**Supplied material**
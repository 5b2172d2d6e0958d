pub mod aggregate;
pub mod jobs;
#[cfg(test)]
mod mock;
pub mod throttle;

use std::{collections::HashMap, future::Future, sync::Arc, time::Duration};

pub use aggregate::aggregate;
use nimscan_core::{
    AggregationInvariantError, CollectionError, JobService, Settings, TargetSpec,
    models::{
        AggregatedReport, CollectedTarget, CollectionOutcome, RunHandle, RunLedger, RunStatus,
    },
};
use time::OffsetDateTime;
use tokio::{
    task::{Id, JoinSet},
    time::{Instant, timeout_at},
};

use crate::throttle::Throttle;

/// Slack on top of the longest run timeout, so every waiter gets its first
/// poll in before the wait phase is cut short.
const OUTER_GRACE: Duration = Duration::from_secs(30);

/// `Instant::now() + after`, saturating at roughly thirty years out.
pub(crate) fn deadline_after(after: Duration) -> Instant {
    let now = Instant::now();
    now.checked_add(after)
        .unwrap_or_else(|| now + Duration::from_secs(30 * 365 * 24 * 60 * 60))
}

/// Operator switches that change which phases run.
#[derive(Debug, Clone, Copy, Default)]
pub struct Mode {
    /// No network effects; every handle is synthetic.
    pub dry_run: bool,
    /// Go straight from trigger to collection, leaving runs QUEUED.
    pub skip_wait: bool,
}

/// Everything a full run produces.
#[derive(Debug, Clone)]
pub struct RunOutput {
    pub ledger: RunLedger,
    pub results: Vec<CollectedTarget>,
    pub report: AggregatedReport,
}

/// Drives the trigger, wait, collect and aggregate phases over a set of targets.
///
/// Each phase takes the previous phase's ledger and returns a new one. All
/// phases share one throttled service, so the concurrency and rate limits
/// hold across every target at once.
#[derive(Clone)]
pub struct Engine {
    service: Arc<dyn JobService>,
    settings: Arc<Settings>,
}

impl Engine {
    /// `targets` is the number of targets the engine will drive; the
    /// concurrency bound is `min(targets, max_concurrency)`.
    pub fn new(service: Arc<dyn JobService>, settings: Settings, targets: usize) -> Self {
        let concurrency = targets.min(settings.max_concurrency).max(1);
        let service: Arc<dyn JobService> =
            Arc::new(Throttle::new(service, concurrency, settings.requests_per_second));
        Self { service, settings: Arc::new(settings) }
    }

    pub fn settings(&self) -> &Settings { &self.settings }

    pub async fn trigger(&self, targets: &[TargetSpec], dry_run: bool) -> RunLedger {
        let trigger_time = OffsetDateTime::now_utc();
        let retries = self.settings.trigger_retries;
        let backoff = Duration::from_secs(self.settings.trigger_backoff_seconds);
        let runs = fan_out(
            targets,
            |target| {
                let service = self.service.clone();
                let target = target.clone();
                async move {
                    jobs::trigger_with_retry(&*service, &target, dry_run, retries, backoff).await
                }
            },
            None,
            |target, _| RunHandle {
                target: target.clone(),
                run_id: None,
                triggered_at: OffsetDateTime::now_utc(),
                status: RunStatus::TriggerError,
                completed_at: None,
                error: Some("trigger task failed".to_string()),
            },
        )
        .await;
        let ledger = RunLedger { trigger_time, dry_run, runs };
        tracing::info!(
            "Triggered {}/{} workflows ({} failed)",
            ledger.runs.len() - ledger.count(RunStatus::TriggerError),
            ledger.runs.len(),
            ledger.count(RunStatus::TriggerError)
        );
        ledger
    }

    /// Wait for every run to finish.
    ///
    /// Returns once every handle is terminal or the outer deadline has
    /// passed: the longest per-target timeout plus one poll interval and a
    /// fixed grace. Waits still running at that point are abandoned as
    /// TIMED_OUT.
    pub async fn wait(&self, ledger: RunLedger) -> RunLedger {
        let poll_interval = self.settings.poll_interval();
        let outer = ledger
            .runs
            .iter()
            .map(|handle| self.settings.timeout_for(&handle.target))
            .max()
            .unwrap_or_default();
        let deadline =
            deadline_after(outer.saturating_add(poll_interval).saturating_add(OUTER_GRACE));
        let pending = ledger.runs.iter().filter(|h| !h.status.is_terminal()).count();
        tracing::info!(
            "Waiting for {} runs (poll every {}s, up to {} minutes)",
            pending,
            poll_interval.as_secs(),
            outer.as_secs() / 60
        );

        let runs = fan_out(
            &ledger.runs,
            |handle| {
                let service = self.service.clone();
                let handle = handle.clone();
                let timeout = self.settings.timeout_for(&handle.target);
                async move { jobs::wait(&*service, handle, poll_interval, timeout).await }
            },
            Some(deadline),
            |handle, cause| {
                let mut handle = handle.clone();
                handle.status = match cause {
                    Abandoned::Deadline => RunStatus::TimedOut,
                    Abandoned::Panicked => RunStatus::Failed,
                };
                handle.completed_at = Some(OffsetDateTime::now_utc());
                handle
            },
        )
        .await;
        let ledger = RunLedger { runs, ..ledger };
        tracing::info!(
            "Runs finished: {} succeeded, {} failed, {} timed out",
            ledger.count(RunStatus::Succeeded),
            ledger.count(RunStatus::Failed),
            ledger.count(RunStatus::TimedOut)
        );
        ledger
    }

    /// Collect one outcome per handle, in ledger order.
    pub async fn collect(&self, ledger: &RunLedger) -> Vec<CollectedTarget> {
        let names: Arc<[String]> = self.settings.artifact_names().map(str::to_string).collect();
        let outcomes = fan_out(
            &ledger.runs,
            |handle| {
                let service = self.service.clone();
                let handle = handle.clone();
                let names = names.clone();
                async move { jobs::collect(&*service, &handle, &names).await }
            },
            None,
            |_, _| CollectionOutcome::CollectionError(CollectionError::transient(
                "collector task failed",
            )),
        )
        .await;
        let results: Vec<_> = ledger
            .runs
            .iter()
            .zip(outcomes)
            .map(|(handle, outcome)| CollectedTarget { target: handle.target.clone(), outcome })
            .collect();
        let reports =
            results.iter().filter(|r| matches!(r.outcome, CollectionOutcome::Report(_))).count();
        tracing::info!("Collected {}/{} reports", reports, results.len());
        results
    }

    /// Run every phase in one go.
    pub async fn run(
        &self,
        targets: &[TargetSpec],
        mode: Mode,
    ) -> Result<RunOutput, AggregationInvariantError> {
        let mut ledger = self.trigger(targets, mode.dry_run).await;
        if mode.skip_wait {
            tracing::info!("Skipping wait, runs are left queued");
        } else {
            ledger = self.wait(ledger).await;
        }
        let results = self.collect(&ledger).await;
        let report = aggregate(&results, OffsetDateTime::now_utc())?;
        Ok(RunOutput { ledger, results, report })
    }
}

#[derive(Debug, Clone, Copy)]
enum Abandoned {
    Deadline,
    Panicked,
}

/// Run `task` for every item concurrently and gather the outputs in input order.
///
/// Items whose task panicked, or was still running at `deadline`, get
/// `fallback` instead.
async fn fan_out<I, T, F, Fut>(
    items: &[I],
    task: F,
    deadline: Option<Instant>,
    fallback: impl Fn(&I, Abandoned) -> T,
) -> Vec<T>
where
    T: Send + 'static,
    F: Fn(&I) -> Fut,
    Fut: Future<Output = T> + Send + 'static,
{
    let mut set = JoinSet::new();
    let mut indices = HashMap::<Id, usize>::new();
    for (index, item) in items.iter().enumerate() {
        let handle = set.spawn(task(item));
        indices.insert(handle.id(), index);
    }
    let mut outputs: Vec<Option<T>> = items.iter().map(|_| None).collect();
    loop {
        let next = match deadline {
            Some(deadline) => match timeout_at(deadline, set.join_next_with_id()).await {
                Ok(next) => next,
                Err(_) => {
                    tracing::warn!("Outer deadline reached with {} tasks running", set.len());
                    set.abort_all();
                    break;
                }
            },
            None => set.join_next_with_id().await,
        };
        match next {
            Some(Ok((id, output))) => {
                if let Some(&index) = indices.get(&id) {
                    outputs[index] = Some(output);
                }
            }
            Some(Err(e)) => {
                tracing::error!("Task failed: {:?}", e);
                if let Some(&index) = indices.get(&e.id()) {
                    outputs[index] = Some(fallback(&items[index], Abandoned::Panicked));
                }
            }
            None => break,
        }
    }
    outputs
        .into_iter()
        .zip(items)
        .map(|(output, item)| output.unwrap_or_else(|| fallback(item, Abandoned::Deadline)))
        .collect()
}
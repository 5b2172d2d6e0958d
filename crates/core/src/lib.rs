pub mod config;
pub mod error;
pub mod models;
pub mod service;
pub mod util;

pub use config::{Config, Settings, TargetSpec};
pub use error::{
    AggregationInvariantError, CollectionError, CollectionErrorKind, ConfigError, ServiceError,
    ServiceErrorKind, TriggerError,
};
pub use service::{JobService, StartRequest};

**What is needed**
Restate verbatim all lines from the start of the data through the line containing "thirty years out.", with both ends kept.

**Result for this exercise**
repository 5b2172d2d6e0958d
pub mod aggregate;
pub mod jobs;
#[cfg(test)]
mod mock;
pub mod throttle;

use std::{collections::HashMap, future::Future, sync::Arc, time::Duration};

pub use aggregate::aggregate;
use nimscan_core::{
    AggregationInvariantError, CollectionError, JobService, Settings, TargetSpec,
    models::{
        AggregatedReport, CollectedTarget, CollectionOutcome, RunHandle, RunLedger, RunStatus,
    },
};
use time::OffsetDateTime;
use tokio::{
    task::{Id, JoinSet},
    time::{Instant, timeout_at},
};

use crate::throttle::Throttle;

/// Slack on top of the longest run timeout, so every waiter gets its first
/// poll in before the wait phase is cut short.
const OUTER_GRACE: Duration = Duration::from_secs(30);

/// `Instant::now() + after`, saturating at roughly thirty years out.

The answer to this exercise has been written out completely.